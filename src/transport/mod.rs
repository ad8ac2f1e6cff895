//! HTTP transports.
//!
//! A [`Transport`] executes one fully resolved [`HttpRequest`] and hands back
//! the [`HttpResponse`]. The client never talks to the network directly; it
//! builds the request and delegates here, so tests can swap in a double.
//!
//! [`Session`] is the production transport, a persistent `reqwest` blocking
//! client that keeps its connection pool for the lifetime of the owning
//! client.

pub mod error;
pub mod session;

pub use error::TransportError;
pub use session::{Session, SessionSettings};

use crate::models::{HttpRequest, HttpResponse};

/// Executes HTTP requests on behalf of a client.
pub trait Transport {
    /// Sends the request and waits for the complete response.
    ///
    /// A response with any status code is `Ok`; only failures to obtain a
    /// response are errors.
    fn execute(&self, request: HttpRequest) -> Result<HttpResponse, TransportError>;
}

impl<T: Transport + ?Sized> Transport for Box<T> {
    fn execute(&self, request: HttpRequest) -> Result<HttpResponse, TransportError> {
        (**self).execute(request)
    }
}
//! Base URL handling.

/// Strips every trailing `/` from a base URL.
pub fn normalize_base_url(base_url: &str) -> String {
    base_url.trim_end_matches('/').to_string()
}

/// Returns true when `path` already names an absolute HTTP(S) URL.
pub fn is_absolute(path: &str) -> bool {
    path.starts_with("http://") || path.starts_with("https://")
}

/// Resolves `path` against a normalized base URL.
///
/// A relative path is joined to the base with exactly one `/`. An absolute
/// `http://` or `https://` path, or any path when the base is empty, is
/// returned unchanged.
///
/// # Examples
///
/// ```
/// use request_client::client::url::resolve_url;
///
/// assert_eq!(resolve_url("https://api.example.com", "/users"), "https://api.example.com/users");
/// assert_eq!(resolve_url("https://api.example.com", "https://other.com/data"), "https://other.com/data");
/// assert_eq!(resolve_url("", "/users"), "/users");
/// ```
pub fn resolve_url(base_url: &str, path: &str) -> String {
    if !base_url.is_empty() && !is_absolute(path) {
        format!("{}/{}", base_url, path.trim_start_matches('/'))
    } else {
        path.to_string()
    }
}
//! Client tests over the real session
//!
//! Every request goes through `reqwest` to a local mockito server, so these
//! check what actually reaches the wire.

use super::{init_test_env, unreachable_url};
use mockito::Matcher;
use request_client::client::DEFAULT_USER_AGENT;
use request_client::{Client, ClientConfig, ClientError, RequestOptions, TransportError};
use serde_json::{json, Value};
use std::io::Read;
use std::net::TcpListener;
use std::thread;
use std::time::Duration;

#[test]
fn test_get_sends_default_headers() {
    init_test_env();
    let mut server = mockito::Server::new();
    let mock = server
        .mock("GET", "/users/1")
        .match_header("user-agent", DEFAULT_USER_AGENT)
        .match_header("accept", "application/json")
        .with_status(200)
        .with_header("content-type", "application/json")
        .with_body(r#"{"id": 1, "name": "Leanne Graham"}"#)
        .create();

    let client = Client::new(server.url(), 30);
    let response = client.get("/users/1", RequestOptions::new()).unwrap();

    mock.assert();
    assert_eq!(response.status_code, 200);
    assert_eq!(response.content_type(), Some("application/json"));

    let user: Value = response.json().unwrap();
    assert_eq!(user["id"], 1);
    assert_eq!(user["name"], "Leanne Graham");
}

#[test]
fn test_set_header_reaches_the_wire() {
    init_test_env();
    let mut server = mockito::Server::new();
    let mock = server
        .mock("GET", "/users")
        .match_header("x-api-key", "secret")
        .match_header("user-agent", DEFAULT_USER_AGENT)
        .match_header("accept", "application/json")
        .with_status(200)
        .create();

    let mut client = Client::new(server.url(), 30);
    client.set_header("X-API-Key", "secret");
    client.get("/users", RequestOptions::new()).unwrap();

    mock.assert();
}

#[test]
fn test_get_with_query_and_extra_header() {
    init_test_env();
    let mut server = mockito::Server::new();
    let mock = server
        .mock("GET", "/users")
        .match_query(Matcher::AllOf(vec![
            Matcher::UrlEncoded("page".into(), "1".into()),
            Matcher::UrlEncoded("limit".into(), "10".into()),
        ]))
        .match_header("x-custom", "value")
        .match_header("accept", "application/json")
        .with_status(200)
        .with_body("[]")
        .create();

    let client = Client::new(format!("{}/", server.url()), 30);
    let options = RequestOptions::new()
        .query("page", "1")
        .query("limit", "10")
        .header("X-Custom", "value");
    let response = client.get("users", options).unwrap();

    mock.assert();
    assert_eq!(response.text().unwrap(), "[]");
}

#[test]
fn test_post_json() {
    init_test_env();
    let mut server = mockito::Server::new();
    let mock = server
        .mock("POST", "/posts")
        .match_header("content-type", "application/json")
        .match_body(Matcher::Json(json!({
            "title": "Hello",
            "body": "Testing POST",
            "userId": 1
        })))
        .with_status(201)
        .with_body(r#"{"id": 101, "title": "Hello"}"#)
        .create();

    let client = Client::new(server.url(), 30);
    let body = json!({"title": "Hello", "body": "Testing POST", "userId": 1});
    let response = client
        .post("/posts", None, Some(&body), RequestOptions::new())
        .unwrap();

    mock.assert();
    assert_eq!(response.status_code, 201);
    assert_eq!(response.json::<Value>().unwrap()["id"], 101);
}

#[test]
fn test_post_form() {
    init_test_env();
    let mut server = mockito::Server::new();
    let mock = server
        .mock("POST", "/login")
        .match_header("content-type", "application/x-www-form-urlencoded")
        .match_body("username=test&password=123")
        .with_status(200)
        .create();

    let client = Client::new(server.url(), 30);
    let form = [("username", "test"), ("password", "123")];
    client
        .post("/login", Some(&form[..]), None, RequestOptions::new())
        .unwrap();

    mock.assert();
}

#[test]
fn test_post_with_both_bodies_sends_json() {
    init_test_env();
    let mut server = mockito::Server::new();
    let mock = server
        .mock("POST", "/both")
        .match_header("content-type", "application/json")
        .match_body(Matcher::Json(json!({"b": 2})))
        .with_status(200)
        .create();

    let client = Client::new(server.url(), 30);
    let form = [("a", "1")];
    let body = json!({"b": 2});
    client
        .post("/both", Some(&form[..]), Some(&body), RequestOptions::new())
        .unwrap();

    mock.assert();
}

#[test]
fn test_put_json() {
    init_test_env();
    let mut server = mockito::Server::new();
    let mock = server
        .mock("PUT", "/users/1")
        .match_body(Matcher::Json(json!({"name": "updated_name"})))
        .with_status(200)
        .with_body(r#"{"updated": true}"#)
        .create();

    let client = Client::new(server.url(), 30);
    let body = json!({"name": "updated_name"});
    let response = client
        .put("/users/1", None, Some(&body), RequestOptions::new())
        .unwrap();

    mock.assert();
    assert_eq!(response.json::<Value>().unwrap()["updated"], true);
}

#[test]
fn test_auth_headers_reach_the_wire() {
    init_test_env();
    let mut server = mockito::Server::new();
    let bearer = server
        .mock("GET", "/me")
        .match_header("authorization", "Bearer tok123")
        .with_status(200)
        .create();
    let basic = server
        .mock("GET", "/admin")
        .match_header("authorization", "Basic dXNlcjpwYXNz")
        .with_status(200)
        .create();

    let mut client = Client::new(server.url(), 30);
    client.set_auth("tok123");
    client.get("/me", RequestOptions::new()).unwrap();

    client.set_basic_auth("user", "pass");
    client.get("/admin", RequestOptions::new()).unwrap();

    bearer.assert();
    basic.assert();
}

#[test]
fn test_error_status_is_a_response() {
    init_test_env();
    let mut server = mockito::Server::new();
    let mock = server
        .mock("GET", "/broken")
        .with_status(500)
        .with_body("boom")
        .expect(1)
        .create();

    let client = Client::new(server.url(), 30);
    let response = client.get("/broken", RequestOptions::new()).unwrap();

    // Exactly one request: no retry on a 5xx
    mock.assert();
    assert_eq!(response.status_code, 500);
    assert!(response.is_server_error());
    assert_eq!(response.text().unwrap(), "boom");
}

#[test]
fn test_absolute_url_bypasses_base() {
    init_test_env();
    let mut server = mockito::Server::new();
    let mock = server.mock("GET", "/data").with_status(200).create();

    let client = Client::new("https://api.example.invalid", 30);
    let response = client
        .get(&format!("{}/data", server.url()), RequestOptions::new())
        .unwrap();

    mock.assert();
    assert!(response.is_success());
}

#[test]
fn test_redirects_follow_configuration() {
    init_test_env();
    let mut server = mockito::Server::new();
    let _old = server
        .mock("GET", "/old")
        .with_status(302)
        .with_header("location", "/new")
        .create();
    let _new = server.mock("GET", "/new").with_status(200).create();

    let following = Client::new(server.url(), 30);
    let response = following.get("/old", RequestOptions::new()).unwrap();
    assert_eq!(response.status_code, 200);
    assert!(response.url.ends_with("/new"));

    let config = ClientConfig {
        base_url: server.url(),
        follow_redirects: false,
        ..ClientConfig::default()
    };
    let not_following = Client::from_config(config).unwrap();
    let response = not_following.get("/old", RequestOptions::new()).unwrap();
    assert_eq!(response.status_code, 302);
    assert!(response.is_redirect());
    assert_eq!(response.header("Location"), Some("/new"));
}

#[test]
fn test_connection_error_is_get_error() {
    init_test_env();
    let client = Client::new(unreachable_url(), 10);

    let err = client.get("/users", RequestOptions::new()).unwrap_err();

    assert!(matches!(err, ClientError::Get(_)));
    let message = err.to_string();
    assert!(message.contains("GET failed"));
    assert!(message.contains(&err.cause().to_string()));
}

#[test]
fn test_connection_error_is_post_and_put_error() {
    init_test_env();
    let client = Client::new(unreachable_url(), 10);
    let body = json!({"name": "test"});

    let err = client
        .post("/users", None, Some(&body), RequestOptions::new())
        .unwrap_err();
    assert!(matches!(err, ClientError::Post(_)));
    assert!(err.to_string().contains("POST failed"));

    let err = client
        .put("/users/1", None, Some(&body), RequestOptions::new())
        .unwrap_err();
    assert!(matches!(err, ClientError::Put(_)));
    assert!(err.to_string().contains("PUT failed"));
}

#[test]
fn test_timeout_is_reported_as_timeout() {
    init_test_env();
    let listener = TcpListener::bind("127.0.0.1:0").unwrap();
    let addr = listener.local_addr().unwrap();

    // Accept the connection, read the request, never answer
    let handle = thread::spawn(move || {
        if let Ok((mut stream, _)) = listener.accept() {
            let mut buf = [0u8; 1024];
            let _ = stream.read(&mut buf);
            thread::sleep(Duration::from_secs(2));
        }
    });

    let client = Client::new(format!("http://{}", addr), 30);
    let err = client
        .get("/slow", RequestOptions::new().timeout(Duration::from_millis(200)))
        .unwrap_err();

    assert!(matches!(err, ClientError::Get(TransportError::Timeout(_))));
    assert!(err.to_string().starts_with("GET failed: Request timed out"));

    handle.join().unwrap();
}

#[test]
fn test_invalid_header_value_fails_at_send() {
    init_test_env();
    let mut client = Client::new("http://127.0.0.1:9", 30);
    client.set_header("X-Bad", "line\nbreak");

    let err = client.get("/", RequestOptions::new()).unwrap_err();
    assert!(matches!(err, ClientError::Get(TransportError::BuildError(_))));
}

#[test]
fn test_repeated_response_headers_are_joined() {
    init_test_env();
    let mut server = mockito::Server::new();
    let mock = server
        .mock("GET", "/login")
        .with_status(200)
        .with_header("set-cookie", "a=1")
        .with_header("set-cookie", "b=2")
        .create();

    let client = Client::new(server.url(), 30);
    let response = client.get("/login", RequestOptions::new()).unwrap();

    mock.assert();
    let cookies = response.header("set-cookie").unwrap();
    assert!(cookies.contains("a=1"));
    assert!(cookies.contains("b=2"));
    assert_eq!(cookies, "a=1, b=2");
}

******

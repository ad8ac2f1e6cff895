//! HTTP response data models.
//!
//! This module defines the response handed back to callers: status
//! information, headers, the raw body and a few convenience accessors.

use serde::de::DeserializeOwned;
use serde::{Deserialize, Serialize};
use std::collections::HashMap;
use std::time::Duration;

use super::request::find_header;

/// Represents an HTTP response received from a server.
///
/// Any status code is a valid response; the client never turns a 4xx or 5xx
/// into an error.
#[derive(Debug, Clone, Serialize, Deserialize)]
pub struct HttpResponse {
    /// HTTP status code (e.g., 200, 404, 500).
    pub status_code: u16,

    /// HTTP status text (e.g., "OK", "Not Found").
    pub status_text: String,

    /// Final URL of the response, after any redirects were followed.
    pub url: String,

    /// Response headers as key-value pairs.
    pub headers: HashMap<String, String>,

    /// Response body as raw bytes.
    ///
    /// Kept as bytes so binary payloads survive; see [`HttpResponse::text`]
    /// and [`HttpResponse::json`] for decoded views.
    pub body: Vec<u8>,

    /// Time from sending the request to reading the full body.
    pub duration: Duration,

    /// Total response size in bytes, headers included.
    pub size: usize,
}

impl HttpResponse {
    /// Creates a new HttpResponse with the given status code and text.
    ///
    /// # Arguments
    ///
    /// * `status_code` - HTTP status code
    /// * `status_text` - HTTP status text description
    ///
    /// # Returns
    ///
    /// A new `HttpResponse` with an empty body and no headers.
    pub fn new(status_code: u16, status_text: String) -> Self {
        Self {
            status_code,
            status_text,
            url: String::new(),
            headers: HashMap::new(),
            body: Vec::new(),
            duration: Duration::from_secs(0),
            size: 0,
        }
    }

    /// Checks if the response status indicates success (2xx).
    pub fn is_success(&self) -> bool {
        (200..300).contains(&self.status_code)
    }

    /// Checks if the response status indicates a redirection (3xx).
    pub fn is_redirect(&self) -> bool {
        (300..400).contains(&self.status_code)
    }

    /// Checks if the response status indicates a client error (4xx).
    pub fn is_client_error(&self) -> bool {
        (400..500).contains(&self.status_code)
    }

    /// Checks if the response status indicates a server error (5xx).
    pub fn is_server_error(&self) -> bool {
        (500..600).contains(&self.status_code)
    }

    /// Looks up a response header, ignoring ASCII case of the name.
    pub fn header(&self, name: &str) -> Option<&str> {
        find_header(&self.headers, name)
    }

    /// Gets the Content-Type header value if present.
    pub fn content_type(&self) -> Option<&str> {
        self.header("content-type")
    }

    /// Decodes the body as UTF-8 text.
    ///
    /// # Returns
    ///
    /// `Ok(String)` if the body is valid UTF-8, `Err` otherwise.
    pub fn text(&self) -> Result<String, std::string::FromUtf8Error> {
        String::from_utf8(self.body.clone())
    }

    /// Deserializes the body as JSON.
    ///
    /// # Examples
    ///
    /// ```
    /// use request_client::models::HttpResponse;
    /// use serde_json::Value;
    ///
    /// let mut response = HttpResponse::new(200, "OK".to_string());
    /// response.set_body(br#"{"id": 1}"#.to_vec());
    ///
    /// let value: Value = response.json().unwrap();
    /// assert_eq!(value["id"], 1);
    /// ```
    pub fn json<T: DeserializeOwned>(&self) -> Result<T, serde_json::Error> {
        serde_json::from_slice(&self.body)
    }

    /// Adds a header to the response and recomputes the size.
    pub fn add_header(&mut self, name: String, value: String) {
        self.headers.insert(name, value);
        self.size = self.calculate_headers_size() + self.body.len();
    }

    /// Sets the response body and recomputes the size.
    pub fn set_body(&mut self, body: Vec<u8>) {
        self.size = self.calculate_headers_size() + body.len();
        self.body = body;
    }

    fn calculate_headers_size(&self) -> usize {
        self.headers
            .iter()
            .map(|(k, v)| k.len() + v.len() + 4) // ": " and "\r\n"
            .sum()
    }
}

******

■ What needs to be done:
From the records above, copy out the line with "filename src/transport/mod.rs", the line with "to obtain a", and every line between them, word for word.

■ Answer to this exercise:
filename src/transport/mod.rs
repository ad8ac2f1e6cff895
//! HTTP transports.
//!
//! A [`Transport`] executes one fully resolved [`HttpRequest`] and hands back
//! the [`HttpResponse`]. The client never talks to the network directly; it
//! builds the request and delegates here, so tests can swap in a double.
//!
//! [`Session`] is the production transport, a persistent `reqwest` blocking
//! client that keeps its connection pool for the lifetime of the owning
//! client.

pub mod error;
pub mod session;

pub use error::TransportError;
pub use session::{Session, SessionSettings};

use crate::models::{HttpRequest, HttpResponse};

/// Executes HTTP requests on behalf of a client.
pub trait Transport {
    /// Sends the request and waits for the complete response.
    ///
    /// A response with any status code is `Ok`; only failures to obtain a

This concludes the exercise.